*Exercise aim*
Starting from the first line below, repeat the data exactly through to the last.
━━━ Given records ━━━
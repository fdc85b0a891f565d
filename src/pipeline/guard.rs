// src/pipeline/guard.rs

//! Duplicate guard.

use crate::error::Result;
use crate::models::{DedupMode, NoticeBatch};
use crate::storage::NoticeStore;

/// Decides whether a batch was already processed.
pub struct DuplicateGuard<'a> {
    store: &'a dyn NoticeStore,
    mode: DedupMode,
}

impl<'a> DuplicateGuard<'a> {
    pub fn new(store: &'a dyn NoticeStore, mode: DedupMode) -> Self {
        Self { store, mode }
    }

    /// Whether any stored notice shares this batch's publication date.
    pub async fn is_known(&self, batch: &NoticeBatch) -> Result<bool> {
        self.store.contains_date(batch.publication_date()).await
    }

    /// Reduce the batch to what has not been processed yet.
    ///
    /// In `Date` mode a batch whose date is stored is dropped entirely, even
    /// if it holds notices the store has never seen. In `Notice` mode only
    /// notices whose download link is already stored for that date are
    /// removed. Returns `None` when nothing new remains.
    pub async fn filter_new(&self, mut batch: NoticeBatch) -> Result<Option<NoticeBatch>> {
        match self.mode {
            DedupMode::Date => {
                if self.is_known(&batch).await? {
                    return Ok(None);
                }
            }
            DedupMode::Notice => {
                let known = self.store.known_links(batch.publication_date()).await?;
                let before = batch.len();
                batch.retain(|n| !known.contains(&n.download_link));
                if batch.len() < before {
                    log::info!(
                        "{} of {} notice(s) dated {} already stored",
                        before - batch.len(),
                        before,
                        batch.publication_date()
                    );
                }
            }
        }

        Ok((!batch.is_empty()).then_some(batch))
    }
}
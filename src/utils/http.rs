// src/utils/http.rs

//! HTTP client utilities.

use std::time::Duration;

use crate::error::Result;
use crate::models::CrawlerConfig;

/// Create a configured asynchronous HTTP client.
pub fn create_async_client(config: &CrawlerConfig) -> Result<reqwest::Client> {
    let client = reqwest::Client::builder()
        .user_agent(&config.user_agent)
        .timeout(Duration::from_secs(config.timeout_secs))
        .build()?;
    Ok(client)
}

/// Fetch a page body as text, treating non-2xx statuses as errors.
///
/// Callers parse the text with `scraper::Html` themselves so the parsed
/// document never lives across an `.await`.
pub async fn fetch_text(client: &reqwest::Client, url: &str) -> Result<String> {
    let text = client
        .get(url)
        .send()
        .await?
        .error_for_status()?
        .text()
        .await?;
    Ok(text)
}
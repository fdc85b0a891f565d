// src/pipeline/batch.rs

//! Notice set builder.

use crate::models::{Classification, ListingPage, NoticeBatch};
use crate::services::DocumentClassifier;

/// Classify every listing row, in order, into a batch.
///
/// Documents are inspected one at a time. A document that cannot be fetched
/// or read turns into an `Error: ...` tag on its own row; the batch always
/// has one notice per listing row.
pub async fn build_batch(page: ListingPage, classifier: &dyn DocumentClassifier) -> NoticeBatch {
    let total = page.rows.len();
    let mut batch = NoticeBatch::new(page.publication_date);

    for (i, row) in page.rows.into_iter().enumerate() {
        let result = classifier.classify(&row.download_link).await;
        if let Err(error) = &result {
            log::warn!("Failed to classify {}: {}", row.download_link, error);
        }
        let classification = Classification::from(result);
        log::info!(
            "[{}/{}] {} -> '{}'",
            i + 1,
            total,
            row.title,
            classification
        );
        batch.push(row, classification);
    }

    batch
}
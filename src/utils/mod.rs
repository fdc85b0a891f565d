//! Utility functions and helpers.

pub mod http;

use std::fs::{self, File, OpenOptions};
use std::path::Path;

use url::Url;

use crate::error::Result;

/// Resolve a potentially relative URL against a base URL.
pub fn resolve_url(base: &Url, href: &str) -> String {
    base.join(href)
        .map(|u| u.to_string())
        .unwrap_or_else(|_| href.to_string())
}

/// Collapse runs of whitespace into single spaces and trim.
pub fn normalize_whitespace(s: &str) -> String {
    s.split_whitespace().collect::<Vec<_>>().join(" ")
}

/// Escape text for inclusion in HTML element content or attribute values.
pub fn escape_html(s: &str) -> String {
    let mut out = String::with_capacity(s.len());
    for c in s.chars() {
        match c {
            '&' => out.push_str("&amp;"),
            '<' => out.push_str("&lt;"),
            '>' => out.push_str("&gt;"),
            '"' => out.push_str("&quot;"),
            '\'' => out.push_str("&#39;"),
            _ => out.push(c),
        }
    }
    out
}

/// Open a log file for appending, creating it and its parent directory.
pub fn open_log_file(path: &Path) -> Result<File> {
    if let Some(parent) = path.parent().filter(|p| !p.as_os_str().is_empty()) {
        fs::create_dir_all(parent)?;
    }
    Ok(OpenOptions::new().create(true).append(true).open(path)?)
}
━━━
*Answer to this problem*
repository fdc85b0a891f565d
filename src/pipeline/guard.rs
// src/pipeline/guard.rs

//! Duplicate guard.

use crate::error::Result;
use crate::models::{DedupMode, NoticeBatch};
use crate::storage::NoticeStore;

/// Decides whether a batch was already processed.
pub struct DuplicateGuard<'a> {
    store: &'a dyn NoticeStore,
    mode: DedupMode,
}

impl<'a> DuplicateGuard<'a> {
    pub fn new(store: &'a dyn NoticeStore, mode: DedupMode) -> Self {
        Self { store, mode }
    }

    /// Whether any stored notice shares this batch's publication date.
    pub async fn is_known(&self, batch: &NoticeBatch) -> Result<bool> {
        self.store.contains_date(batch.publication_date()).await
    }

    /// Reduce the batch to what has not been processed yet.
    ///
    /// In `Date` mode a batch whose date is stored is dropped entirely, even
    /// if it holds notices the store has never seen. In `Notice` mode only
    /// notices whose download link is already stored for that date are
    /// removed. Returns `None` when nothing new remains.
    pub async fn filter_new(&self, mut batch: NoticeBatch) -> Result<Option<NoticeBatch>> {
        match self.mode {
            DedupMode::Date => {
                if self.is_known(&batch).await? {
                    return Ok(None);
                }
            }
            DedupMode::Notice => {
                let known = self.store.known_links(batch.publication_date()).await?;
                let before = batch.len();
                batch.retain(|n| !known.contains(&n.download_link));
                if batch.len() < before {
                    log::info!(
                        "{} of {} notice(s) dated {} already stored",
                        before - batch.len(),
                        before,
                        batch.publication_date()
                    );
                }
            }
        }

        Ok((!batch.is_empty()).then_some(batch))
    }
}
filename src/utils/http.rs
// src/utils/http.rs

//! HTTP client utilities.

use std::time::Duration;

use crate::error::Result;
use crate::models::CrawlerConfig;

/// Create a configured asynchronous HTTP client.
pub fn create_async_client(config: &CrawlerConfig) -> Result<reqwest::Client> {
    let client = reqwest::Client::builder()
        .user_agent(&config.user_agent)
        .timeout(Duration::from_secs(config.timeout_secs))
        .build()?;
    Ok(client)
}

/// Fetch a page body as text, treating non-2xx statuses as errors.
///
/// Callers parse the text with `scraper::Html` themselves so the parsed
/// document never lives across an `.await`.
pub async fn fetch_text(client: &reqwest::Client, url: &str) -> Result<String> {
    let text = client
        .get(url)
        .send()
        .await?
        .error_for_status()?
        .text()
        .await?;
    Ok(text)
}
repository fdc85b0a891f565d
// src/pipeline/batch.rs

//! Notice set builder.

use crate::models::{Classification, ListingPage, NoticeBatch};
use crate::services::DocumentClassifier;

/// Classify every listing row, in order, into a batch.
///
/// Documents are inspected one at a time. A document that cannot be fetched
/// or read turns into an `Error: ...` tag on its own row; the batch always
/// has one notice per listing row.
pub async fn build_batch(page: ListingPage, classifier: &dyn DocumentClassifier) -> NoticeBatch {
    let total = page.rows.len();
    let mut batch = NoticeBatch::new(page.publication_date);

    for (i, row) in page.rows.into_iter().enumerate() {
        let result = classifier.classify(&row.download_link).await;
        if let Err(error) = &result {
            log::warn!("Failed to classify {}: {}", row.download_link, error);
        }
        let classification = Classification::from(result);
        log::info!(
            "[{}/{}] {} -> '{}'",
            i + 1,
            total,
            row.title,
            classification
        );
        batch.push(row, classification);
    }

    batch
}
filename src/utils/mod.rs
repository fdc85b0a891f565d
//! Utility functions and helpers.

pub mod http;

use std::fs::{self, File, OpenOptions};
use std::path::Path;

use url::Url;

use crate::error::Result;

/// Resolve a potentially relative URL against a base URL.
pub fn resolve_url(base: &Url, href: &str) -> String {
    base.join(href)
        .map(|u| u.to_string())
        .unwrap_or_else(|_| href.to_string())
}

/// Collapse runs of whitespace into single spaces and trim.
pub fn normalize_whitespace(s: &str) -> String {
    s.split_whitespace().collect::<Vec<_>>().join(" ")
}

/// Escape text for inclusion in HTML element content or attribute values.
pub fn escape_html(s: &str) -> String {
    let mut out = String::with_capacity(s.len());
    for c in s.chars() {
        match c {
            '&' => out.push_str("&amp;"),
            '<' => out.push_str("&lt;"),
            '>' => out.push_str("&gt;"),
            '"' => out.push_str("&quot;"),
            '\'' => out.push_str("&#39;"),
            _ => out.push(c),
        }
    }
    out
}

/// Open a log file for appending, creating it and its parent directory.
pub fn open_log_file(path: &Path) -> Result<File> {
    if let Some(parent) = path.parent().filter(|p| !p.as_os_str().is_empty()) {
        fs::create_dir_all(parent)?;
    }
    Ok(OpenOptions::new().create(true).append(true).open(path)?)
}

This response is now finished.